┏━━

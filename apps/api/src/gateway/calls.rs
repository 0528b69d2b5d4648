//! WebRTC call lifecycle and signal relay.
//!
//! The gateway never parses SDP or ICE. It tracks call state in the store,
//! rings every callee connection, and forwards opaque signal payloads
//! between the two parties. Target connections are looked up fresh on
//! every event, so a party that reconnects mid-call keeps receiving.

use std::sync::Arc;
use std::time::Duration;

use chrono::Utc;
use dashmap::DashMap;
use parking_lot::Mutex;
use serde_json::{json, Value};
use tokio::sync::oneshot;
use tokio::time::timeout;

use crate::error::EventError;
use crate::models::call::{Call, CallKind, CallStatus};
use crate::store::chat::ChatStore;

use super::events::EventName;
use super::registry::{ConnectionHandle, ConnectionRegistry};

/// A ringing call older than this is treated as abandoned when the same
/// pair dials again. There is no background reaper; staleness is settled
/// lazily at the next initiate.
pub const RINGING_STALE_AFTER: Duration = Duration::from_secs(60);

/// How long a caller-side signal waits for the callee to pick up before it
/// is quietly dropped.
pub const ANSWER_WAIT: Duration = Duration::from_secs(10);

/// Where a signal should go.
#[derive(Debug, Clone)]
pub enum SignalTarget {
    /// Every connection of a user.
    User(String),
    /// One specific connection.
    Connection(String),
    /// The other party of a call, resolved against its current state.
    CallPeer(String),
}

// ---------------------------------------------------------------------------
// Answer slot
// ---------------------------------------------------------------------------

// One per ringing call. Caller-side signals that arrive before the callee
// picks up subscribe here instead of polling the store; accept fulfills
// every waiter with the answering connection ID.
#[derive(Default)]
struct AnswerSlot {
    inner: Mutex<SlotState>,
}

#[derive(Default)]
struct SlotState {
    answered_by: Option<String>,
    waiters: Vec<oneshot::Sender<String>>,
}

impl AnswerSlot {
    fn fulfill(&self, connection_id: &str) {
        let mut state = self.inner.lock();
        state.answered_by = Some(connection_id.to_string());
        for waiter in state.waiters.drain(..) {
            let _ = waiter.send(connection_id.to_string());
        }
    }

    fn subscribe(&self) -> oneshot::Receiver<String> {
        let (tx, rx) = oneshot::channel();
        let mut state = self.inner.lock();
        match &state.answered_by {
            Some(answered_by) => {
                let _ = tx.send(answered_by.clone());
            }
            None => state.waiters.push(tx),
        }
        rx
    }
}

// ---------------------------------------------------------------------------
// Relay
// ---------------------------------------------------------------------------

pub struct CallRelay {
    store: Arc<dyn ChatStore>,
    registry: Arc<ConnectionRegistry>,
    answers: DashMap<String, Arc<AnswerSlot>>,
    answer_wait: Duration,
}

impl CallRelay {
    pub fn new(store: Arc<dyn ChatStore>, registry: Arc<ConnectionRegistry>) -> Self {
        Self {
            store,
            registry,
            answers: DashMap::new(),
            answer_wait: ANSWER_WAIT,
        }
    }

    #[cfg(test)]
    fn with_answer_wait(mut self, wait: Duration) -> Self {
        self.answer_wait = wait;
        self
    }

    /// Starts a call. The returned record's status tells the caller what
    /// happened: `ringing` when the callee was reached, `missed` when they
    /// were offline, `failed` when the caller vanished first.
    pub async fn initiate(
        &self,
        caller: &ConnectionHandle,
        callee_id: &str,
        kind: CallKind,
    ) -> Result<Call, EventError> {
        if callee_id.is_empty() {
            return Err(EventError::invalid_argument("callee_id is required"));
        }
        if callee_id == caller.user_id {
            return Err(EventError::invalid_argument("cannot call yourself"));
        }

        if let Some(existing) = self
            .store
            .find_active_call_between(&caller.user_id, callee_id)
            .await?
        {
            match existing.status {
                CallStatus::Accepted => {
                    return Err(EventError::conflict(
                        "a call between these users is already active",
                    ));
                }
                CallStatus::Ringing => {
                    let age = Utc::now().signed_duration_since(existing.created_at);
                    let fresh = age
                        .to_std()
                        .map(|age| age < RINGING_STALE_AFTER)
                        .unwrap_or(true);
                    if fresh {
                        return Err(EventError::conflict(
                            "a call between these users is already ringing",
                        ));
                    }
                    // Abandoned ring. Settle it as missed and start over.
                    self.store
                        .update_call_status(&existing.id, CallStatus::Missed, None)
                        .await?;
                    self.answers.remove(&existing.id);
                }
                _ => {}
            }
        }

        let call = Call::ringing(
            &caller.user_id,
            &caller.claims,
            callee_id,
            kind,
            &caller.connection_id,
        );
        self.store.create_call(&call).await?;

        let targets = self.registry.connections_for(callee_id);
        if targets.is_empty() {
            tracing::debug!(call_id = %call.id, %callee_id, "callee offline, call missed");
            return self.settle(&call.id, CallStatus::Missed).await;
        }
        if self.registry.connection(&caller.connection_id).is_none() {
            tracing::debug!(call_id = %call.id, "caller gone before ring, call failed");
            return self.settle(&call.id, CallStatus::Failed).await;
        }

        self.answers
            .insert(call.id.clone(), Arc::new(AnswerSlot::default()));
        let data = serde_json::to_value(&call).unwrap_or_default();
        for target in &targets {
            target.send(EventName::INCOMING_CALL, data.clone());
        }
        tracing::info!(
            call_id = %call.id,
            caller_id = %caller.user_id,
            %callee_id,
            ringing = targets.len(),
            "call ringing"
        );
        Ok(call)
    }

    /// Callee picks up. Flips the call to accepted, remembers which callee
    /// connection answered, and notifies the caller's current connections.
    pub async fn accept(
        &self,
        conn: &ConnectionHandle,
        call_id: &str,
    ) -> Result<Call, EventError> {
        let call = self.require_call(call_id).await?;
        if conn.user_id != call.callee_id {
            return Err(EventError::forbidden("only the callee can accept a call"));
        }
        if call.status != CallStatus::Ringing {
            return Err(EventError::conflict("call is not ringing"));
        }
        let updated = self
            .store
            .update_call_status(call_id, CallStatus::Accepted, Some(&conn.connection_id))
            .await?
            .ok_or_else(|| EventError::not_found("call not found"))?;
        if let Some((_, slot)) = self.answers.remove(call_id) {
            slot.fulfill(&conn.connection_id);
        }
        self.notify_user(&updated.caller_id, EventName::CALL_ACCEPTED, &updated);
        tracing::info!(call_id = %updated.id, answered_by = %conn.connection_id, "call accepted");
        Ok(updated)
    }

    /// Callee declines a ringing call.
    pub async fn reject(
        &self,
        conn: &ConnectionHandle,
        call_id: &str,
    ) -> Result<Call, EventError> {
        let call = self.require_call(call_id).await?;
        if conn.user_id != call.callee_id {
            return Err(EventError::forbidden("only the callee can reject a call"));
        }
        if call.status != CallStatus::Ringing {
            return Err(EventError::conflict("call is not ringing"));
        }
        let updated = self.settle(call_id, CallStatus::Rejected).await?;
        self.notify_user(&updated.caller_id, EventName::CALL_REJECTED, &updated);
        tracing::info!(call_id = %updated.id, "call rejected");
        Ok(updated)
    }

    /// Either party hangs up, cancelling a ring or ending a live call. The
    /// other party is notified on whatever connections they have now.
    pub async fn end(&self, conn: &ConnectionHandle, call_id: &str) -> Result<Call, EventError> {
        let call = self.require_call(call_id).await?;
        let other = self.other_party(&call, &conn.user_id)?;
        if !call.status.is_active() {
            return Err(EventError::conflict("call is already over"));
        }
        let updated = self.settle(call_id, CallStatus::Ended).await?;
        self.notify_user(&other, EventName::CALL_ENDED, &updated);
        tracing::info!(call_id = %updated.id, ended_by = %conn.user_id, "call ended");
        Ok(updated)
    }

    /// Forwards an opaque signaling payload. Delivery is addressed, not
    /// acknowledged: an unreachable target counts zero deliveries and is
    /// not an error, because WebRTC stacks regenerate what matters.
    pub async fn relay_signal(
        &self,
        from: &ConnectionHandle,
        target: SignalTarget,
        payload: Value,
    ) -> Result<usize, EventError> {
        let (call_id, targets) = match target {
            SignalTarget::User(user_id) => (None, self.registry.connections_for(&user_id)),
            SignalTarget::Connection(connection_id) => (
                None,
                self.registry.connection(&connection_id).into_iter().collect(),
            ),
            SignalTarget::CallPeer(call_id) => {
                let targets = self.resolve_call_peer(from, &call_id).await?;
                (Some(call_id), targets)
            }
        };

        let data = json!({
            "call_id": call_id,
            "from_user": &from.user_id,
            "from_connection": &from.connection_id,
            "payload": payload,
        });
        let mut delivered = 0;
        for handle in &targets {
            if handle.send(EventName::RECEIVE_SIGNAL, data.clone()) {
                delivered += 1;
            }
        }
        if delivered == 0 {
            tracing::debug!(from = %from.connection_id, "signal dropped, no reachable target");
        }
        Ok(delivered)
    }

    /// Live connections of the other party of `call_id`.
    ///
    /// While the call is still ringing, a caller-side signal parks on the
    /// answer slot until the callee accepts, bounded by the answer wait.
    /// Timing out is a quiet drop, not an error.
    async fn resolve_call_peer(
        &self,
        from: &ConnectionHandle,
        call_id: &str,
    ) -> Result<Vec<ConnectionHandle>, EventError> {
        let call = self.require_call(call_id).await?;
        let other = self.other_party(&call, &from.user_id)?;

        if from.user_id == call.caller_id && call.status == CallStatus::Ringing {
            return Ok(match self.wait_for_answer(call_id).await {
                Some(connection_id) => self.connection_or_user(&connection_id, &other),
                None => Vec::new(),
            });
        }

        let preferred = if from.user_id == call.caller_id {
            call.answer_conn.clone()
        } else {
            Some(call.caller_conn.clone())
        };
        Ok(match preferred {
            Some(connection_id) => self.connection_or_user(&connection_id, &other),
            None => self.registry.connections_for(&other),
        })
    }

    // The addressed connection while it lives, otherwise whatever
    // connections the user has now.
    fn connection_or_user(&self, connection_id: &str, user_id: &str) -> Vec<ConnectionHandle> {
        match self.registry.connection(connection_id) {
            Some(handle) => vec![handle],
            None => self.registry.connections_for(user_id),
        }
    }

    /// Waits for the callee to pick up. `None` on timeout or when the call
    /// settled without an answer.
    async fn wait_for_answer(&self, call_id: &str) -> Option<String> {
        let slot = self
            .answers
            .entry(call_id.to_string())
            .or_default()
            .clone();
        let receiver = slot.subscribe();
        // The slot may have been fulfilled and detached while we were
        // subscribing; re-check the store before parking.
        if let Ok(Some(call)) = self.store.get_call(call_id).await {
            if call.status == CallStatus::Accepted {
                if let Some(answered_by) = call.answer_conn {
                    return Some(answered_by);
                }
            }
            if !call.status.is_active() {
                return None;
            }
        }
        match timeout(self.answer_wait, receiver).await {
            Ok(Ok(connection_id)) => Some(connection_id),
            _ => None,
        }
    }

    async fn settle(&self, call_id: &str, status: CallStatus) -> Result<Call, EventError> {
        self.answers.remove(call_id);
        self.store
            .update_call_status(call_id, status, None)
            .await?
            .ok_or_else(|| EventError::not_found("call not found"))
    }

    fn other_party(&self, call: &Call, user_id: &str) -> Result<String, EventError> {
        if user_id == call.caller_id {
            Ok(call.callee_id.clone())
        } else if user_id == call.callee_id {
            Ok(call.caller_id.clone())
        } else {
            Err(EventError::forbidden("not a party to this call"))
        }
    }

    fn notify_user(&self, user_id: &str, event: &'static str, call: &Call) {
        let data = serde_json::to_value(call).unwrap_or_default();
        for handle in self.registry.connections_for(user_id) {
            handle.send(event, data.clone());
        }
    }

    async fn require_call(&self, call_id: &str) -> Result<Call, EventError> {
        self.store
            .get_call(call_id)
            .await?
            .ok_or_else(|| EventError::not_found("call not found"))
    }
}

┗━━

### Task goal
Stop after the line containing "pub const RINGING_STALE_AFTER: Duration": print exactly the lines from the start of the entries above up to it, that line included.

### Reply
filename apps/api/src/gateway/calls.rs
repository 0528b69d2b5d4648
//! WebRTC call lifecycle and signal relay.
//!
//! The gateway never parses SDP or ICE. It tracks call state in the store,
//! rings every callee connection, and forwards opaque signal payloads
//! between the two parties. Target connections are looked up fresh on
//! every event, so a party that reconnects mid-call keeps receiving.

use std::sync::Arc;
use std::time::Duration;

use chrono::Utc;
use dashmap::DashMap;
use parking_lot::Mutex;
use serde_json::{json, Value};
use tokio::sync::oneshot;
use tokio::time::timeout;

use crate::error::EventError;
use crate::models::call::{Call, CallKind, CallStatus};
use crate::store::chat::ChatStore;

use super::events::EventName;
use super::registry::{ConnectionHandle, ConnectionRegistry};

/// A ringing call older than this is treated as abandoned when the same
/// pair dials again. There is no background reaper; staleness is settled
/// lazily at the next initiate.
pub const RINGING_STALE_AFTER: Duration = Duration::from_secs(60);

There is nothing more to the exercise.